Reputation: 2492
So this is my issue, I have to create a program that implements the shunting yard algorithm in C. For this I first need to parse the given mathematical expression into it's component parts. So I figured a simple for loop over a given string would do the trick.
char *math_exp = "2 + 4";
for (int i = 0; (unsigned) i < strlen(math_expr); i++) {
printf("%c", math_expr[i]);
}
> 2 + 4
But this quickly runs into an issue when a string contains a number with more digits than 1.

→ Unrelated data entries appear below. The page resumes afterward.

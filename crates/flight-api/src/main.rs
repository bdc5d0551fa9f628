//! # Flight API Server
//!
//! Main entry point for the real-time flight tracking engine.
//! Serves the REST API, runs the observer WebSocket server and owns the
//! background work: the tracking engine, the idle session reaper and zone
//! cache housekeeping.

mod auth;
mod config;
mod error;
mod handlers;
mod routes;
mod state;

use crate::config::ApiConfig;
use crate::routes::create_router;
use crate::state::{connect_store, AppState};

use std::net::SocketAddr;
use tokio::signal;
use tokio_util::sync::CancellationToken;
use tracing::{error, info, warn};
use tracing_subscriber::{fmt, prelude::*, EnvFilter};

#[tokio::main]
async fn main() -> anyhow::Result<()> {
    // Load configuration
    let config = ApiConfig::from_env();

    // Initialize logging
    init_logging();

    info!("🚁 Starting Flight Tracking Server v{}", env!("CARGO_PKG_VERSION"));
    info!("━━━━━━━━━━━━━━━━━━━━━━━━━━━━━━━━━━━━━━━━━━━━━━━━━━━━━━━");
    info!("Configuration loaded");
    info!("   API Port: {}", config.api_port);
    info!("   WebSocket Port: {}", config.ws_port);
    info!("   Store: {}", config.store_backend.as_str());
    info!("   ScyllaDB Hosts: {:?}", config.db.hosts);
    info!("   Engine workers: {}", config.tracker.engine_workers);
    if config.uses_dev_secret() {
        warn!("JWT_SECRET is not set, using the development secret");
    }

    // Initialize application state
    let (store, backend) = connect_store(&config).await;
    let state = AppState::new(config.clone(), store, backend)?;
    info!("Application state initialized");

    let shutdown = CancellationToken::new();

    // Reaper and zone cache housekeeping
    let background = state.tracker.spawn_background(shutdown.clone());

    // Start WebSocket server in background
    let ws_hub = state.ws_hub.clone();
    let ws_auth = state.jwt.clone();
    let ws_port = config.ws_port;
    let ws_shutdown = shutdown.clone();
    let ws_server = tokio::spawn(async move {
        info!("Starting WebSocket server on port {}...", ws_port);
        if let Err(e) = flight_websocket::start_server(ws_hub, ws_auth, ws_port, ws_shutdown).await {
            error!("WebSocket server error: {}", e);
        }
    });

    // Create router
    let app = create_router(state.clone());
    info!("Routes configured");

    // Start API server
    let addr = SocketAddr::from(([0, 0, 0, 0], config.api_port));
    info!("━━━━━━━━━━━━━━━━━━━━━━━━━━━━━━━━━━━━━━━━━━━━━━━━━━━━━━━");
    info!("🚀 API server listening on http://{}", addr);
    info!("WebSocket server on ws://0.0.0.0:{}", config.ws_port);
    info!("Metrics available at http://{}/metrics", addr);
    info!("━━━━━━━━━━━━━━━━━━━━━━━━━━━━━━━━━━━━━━━━━━━━━━━━━━━━━━━");

    let listener = tokio::net::TcpListener::bind(addr).await?;

    let signal_token = shutdown.clone();
    axum::serve(listener, app.into_make_service())
        .with_graceful_shutdown(async move {
            shutdown_signal().await;
            signal_token.cancel();
        })
        .await?;

    // Stop background tasks, then drain queued derived-state work
    shutdown.cancel();
    for task in background {
        if let Err(e) = task.await {
            error!("Background task failed to stop cleanly: {}", e);
        }
    }
    if let Err(e) = ws_server.await {
        error!("WebSocket server task failed: {}", e);
    }
    state.tracker.shutdown().await;

    info!("🛑 Server shutdown complete");
    Ok(())
}

/// Initialize logging with tracing. `LOG_FORMAT=json` switches to JSON lines.
fn init_logging() {
    let filter = EnvFilter::try_from_default_env().unwrap_or_else(|_| {
        EnvFilter::new("info,flight_api=debug,flight_tracker=debug,flight_websocket=debug")
    });

    let json = std::env::var("LOG_FORMAT")
        .map(|f| f.eq_ignore_ascii_case("json"))
        .unwrap_or(false);

    if json {
        tracing_subscriber::registry()
            .with(fmt::layer().json().with_target(true).with_thread_ids(true))
            .with(filter)
            .init();
    } else {
        tracing_subscriber::registry()
            .with(fmt::layer().with_target(true).with_thread_ids(true))
            .with(filter)
            .init();
    }
}

/// Graceful shutdown handler
async fn shutdown_signal() {
    let ctrl_c = async {
        if let Err(e) = signal::ctrl_c().await {
            error!("Failed to listen for Ctrl+C: {}", e);
            std::future::pending::<()>().await;
        }
    };

    #[cfg(unix)]
    let terminate = async {
        match signal::unix::signal(signal::unix::SignalKind::terminate()) {
            Ok(mut stream) => {
                stream.recv().await;
            }
            Err(e) => {
                error!("Failed to install SIGTERM handler: {}", e);
                std::future::pending::<()>().await;
            }
        }
    };

    #[cfg(not(unix))]
    let terminate = std::future::pending::<()>();

    tokio::select! {
        _ = ctrl_c => {
            info!("Received Ctrl+C, shutting down...");
        }
        _ = terminate => {
            info!("Received terminate signal, shutting down...");
        }
    }
}
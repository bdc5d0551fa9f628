//! Flight statistics derived from a session's point history

use crate::error::TrackerResult;

use flight_core::{CoreError, FlightStats, SessionId, TelemetryPoint};
use flight_db::FlightStore;
use std::sync::Arc;
use tracing::{debug, warn};

/// Derive statistics from points in any order.
///
/// Points are sorted by timestamp (then id) before distance is summed, so
/// every permutation of the same set yields the same result.
pub fn compute_stats(points: &[TelemetryPoint]) -> Option<FlightStats> {
    let mut sorted: Vec<&TelemetryPoint> = points.iter().collect();
    sorted.sort_by(|a, b| a.timestamp.cmp(&b.timestamp).then(a.id.cmp(&b.id)));

    let first = *sorted.first()?;
    let last = *sorted.last()?;

    let total_distance_meters = sorted
        .windows(2)
        .map(|pair| pair[0].position().distance_to(&pair[1].position()))
        .sum();

    let max_of = |f: fn(&TelemetryPoint) -> f64| sorted.iter().map(|p| f(p)).reduce(f64::max);

    Some(FlightStats {
        duration_seconds: Some((last.timestamp - first.timestamp).num_seconds()),
        total_distance_meters,
        max_altitude_meters: max_of(|p| p.altitude_meters),
        max_speed_mps: max_of(|p| p.speed_mps),
        min_battery_percent: sorted.iter().map(|p| p.battery_percent).reduce(f64::min),
        start_position: Some(first.position()),
        end_position: Some(last.position()),
    })
}

/// Recomputes and persists session statistics
pub struct StatisticsAggregator {
    store: Arc<dyn FlightStore>,
}

impl StatisticsAggregator {
    pub fn new(store: Arc<dyn FlightStore>) -> Self {
        Self { store }
    }

    /// Derive statistics from the stored points without persisting them
    pub async fn compute(&self, session_id: &SessionId) -> TrackerResult<Option<FlightStats>> {
        let points = self.store.points_for_session(session_id).await?;
        Ok(compute_stats(&points))
    }

    /// Rebuild the statistics block of an active session from scratch.
    ///
    /// Completed and cancelled sessions keep the stats written when they
    /// ended, which are returned unchanged. Returns `None` when an active
    /// session has no points yet.
    pub async fn recompute(&self, session_id: &SessionId) -> TrackerResult<Option<FlightStats>> {
        let session = self
            .store
            .get_session(session_id)
            .await?
            .ok_or_else(|| CoreError::session_not_found(session_id))?;
        if session.status.is_terminal() {
            debug!(session_id = %session_id, status = %session.status, "Session ended, stats frozen");
            return Ok(Some(session.stats));
        }

        let points = self.store.points_for_session(session_id).await?;
        let Some(stats) = compute_stats(&points) else {
            warn!(session_id = %session_id, "No telemetry points, skipping stats recompute");
            return Ok(None);
        };

        if !self.store.update_stats(session_id, &stats).await? {
            // Ended between the read and the write
            let frozen = self
                .store
                .get_session(session_id)
                .await?
                .map(|s| s.stats);
            debug!(session_id = %session_id, "Session ended during recompute, stats left frozen");
            return Ok(frozen);
        }

        debug!(
            session_id = %session_id,
            points = points.len(),
            distance_m = stats.total_distance_meters,
            "Recomputed flight stats"
        );
        Ok(Some(stats))
    }
}

// ============================================================================
// TESTS
// ============================================================================

#[cfg(test)]
mod tests {
    use super::*;
    use chrono::{DateTime, Duration, Utc};
    use flight_core::{DroneId, FlightSession, OperatorId, SessionStatus};
    use flight_db::MemoryStore;
    use uuid::Uuid;

    fn point(
        session_id: SessionId,
        at: DateTime<Utc>,
        latitude: f64,
        longitude: f64,
        altitude: f64,
        speed: f64,
        battery: f64,
    ) -> TelemetryPoint {
        TelemetryPoint {
            id: Uuid::new_v4(),
            session_id,
            drone_id: DroneId::new("drone-1"),
            timestamp: at,
            latitude,
            longitude,
            altitude_meters: altitude,
            speed_mps: speed,
            heading_degrees: None,
            battery_percent: battery,
            flight_mode: None,
            armed: true,
            raw: serde_json::Value::Null,
        }
    }

    #[test]
    fn test_two_points_hundred_meters_apart() {
        let id = SessionId::new();
        let t0 = Utc::now();
        // 100 m of longitude at the equator
        let dlng = 100.0 / 111_194.93;
        let points = vec![
            point(id, t0, 0.0, 0.0, 50.0, 5.0, 50.0),
            point(id, t0 + Duration::seconds(10), 0.0, dlng, 60.0, 7.0, 48.0),
        ];

        let stats = compute_stats(&points).unwrap();
        assert_eq!(stats.duration_seconds, Some(10));
        assert!((stats.total_distance_meters - 100.0).abs() < 0.5);
        assert_eq!(stats.min_battery_percent, Some(48.0));
        assert_eq!(stats.max_altitude_meters, Some(60.0));
        assert_eq!(stats.max_speed_mps, Some(7.0));
        assert_eq!(stats.start_position.unwrap().longitude, 0.0);
    }

    #[test]
    fn test_order_independent() {
        let id = SessionId::new();
        let t0 = Utc::now();
        let points = vec![
            point(id, t0, 45.0, 7.0, 10.0, 1.0, 90.0),
            point(id, t0 + Duration::seconds(5), 45.001, 7.0, 40.0, 6.0, 88.0),
            point(id, t0 + Duration::seconds(9), 45.001, 7.002, 35.0, 9.0, 87.0),
            point(id, t0 + Duration::seconds(20), 45.0, 7.002, 20.0, 4.0, 85.0),
        ];
        let expected = compute_stats(&points).unwrap();

        let mut reversed = points.clone();
        reversed.reverse();
        let mut shuffled = points.clone();
        shuffled.swap(0, 2);
        shuffled.swap(1, 3);

        for permutation in [reversed, shuffled] {
            let stats = compute_stats(&permutation).unwrap();
            assert_eq!(stats, expected);
        }
    }

    #[test]
    fn test_no_points() {
        assert!(compute_stats(&[]).is_none());
    }

    #[tokio::test]
    async fn test_recompute_persists_stats() {
        let store = Arc::new(MemoryStore::new());
        let t0 = Utc::now();
        let session = FlightSession::new(DroneId::new("drone-1"), OperatorId::new("op-1"), "k", t0);
        store.insert_session(&session).await.unwrap();
        store
            .insert_points(&[
                point(session.id, t0 + Duration::seconds(3), 1.0, 1.001, 30.0, 3.0, 70.0),
                point(session.id, t0, 1.0, 1.0, 10.0, 2.0, 75.0),
            ])
            .await
            .unwrap();

        let aggregator = StatisticsAggregator::new(store.clone());
        let stats = aggregator.recompute(&session.id).await.unwrap().unwrap();
        assert_eq!(stats.duration_seconds, Some(3));

        let stored = store.get_session(&session.id).await.unwrap().unwrap();
        assert_eq!(stored.stats, stats);
        assert_eq!(stored.home().unwrap().longitude, 1.0);
    }

    #[tokio::test]
    async fn test_recompute_without_points_is_noop() {
        let store = Arc::new(MemoryStore::new());
        let session = FlightSession::new(DroneId::new("drone-1"), OperatorId::new("op-1"), "k", Utc::now());
        store.insert_session(&session).await.unwrap();

        let aggregator = StatisticsAggregator::new(store.clone());
        assert!(aggregator.recompute(&session.id).await.unwrap().is_none());
    }

    #[tokio::test]
    async fn test_recompute_leaves_ended_session_untouched() {
        let store = Arc::new(MemoryStore::new());
        let t0 = Utc::now();
        let session = FlightSession::new(DroneId::new("drone-1"), OperatorId::new("op-1"), "k", t0);
        store.insert_session(&session).await.unwrap();
        store
            .insert_points(&[point(session.id, t0, 1.0, 1.0, 10.0, 2.0, 90.0)])
            .await
            .unwrap();

        let aggregator = StatisticsAggregator::new(store.clone());
        let final_stats = aggregator.compute(&session.id).await.unwrap();
        store
            .transition_status(&session.id, SessionStatus::Completed, t0, final_stats.clone())
            .await
            .unwrap();

        // Stored after the flight ended, kept for audit only
        store
            .insert_points(&[point(session.id, t0 + Duration::seconds(60), 1.01, 1.0, 10.0, 2.0, 10.0)])
            .await
            .unwrap();

        let stats = aggregator.recompute(&session.id).await.unwrap();
        assert_eq!(stats, final_stats);
        let stored = store.get_session(&session.id).await.unwrap().unwrap();
        assert_eq!(stored.stats.min_battery_percent, Some(90.0));
    }

    #[tokio::test]
    async fn test_recompute_unknown_session() {
        let aggregator = StatisticsAggregator::new(Arc::new(MemoryStore::new()));
        let err = aggregator.recompute(&SessionId::new()).await.unwrap_err();
        assert!(err.is_not_found());
    }
}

for (int i = 0; (unsigned) i < strlen(math_expr); i++) {
// skip if char is a space
if ((int) math_expr[i] == 32) {
continue;
}
printf("%c ", math_expr[i]);
}
> 2 2 + 4
The 22 is now treated as two separate numbers. So I tried to loop over all tokens in the string by splitting the string using the delimiter SPACE.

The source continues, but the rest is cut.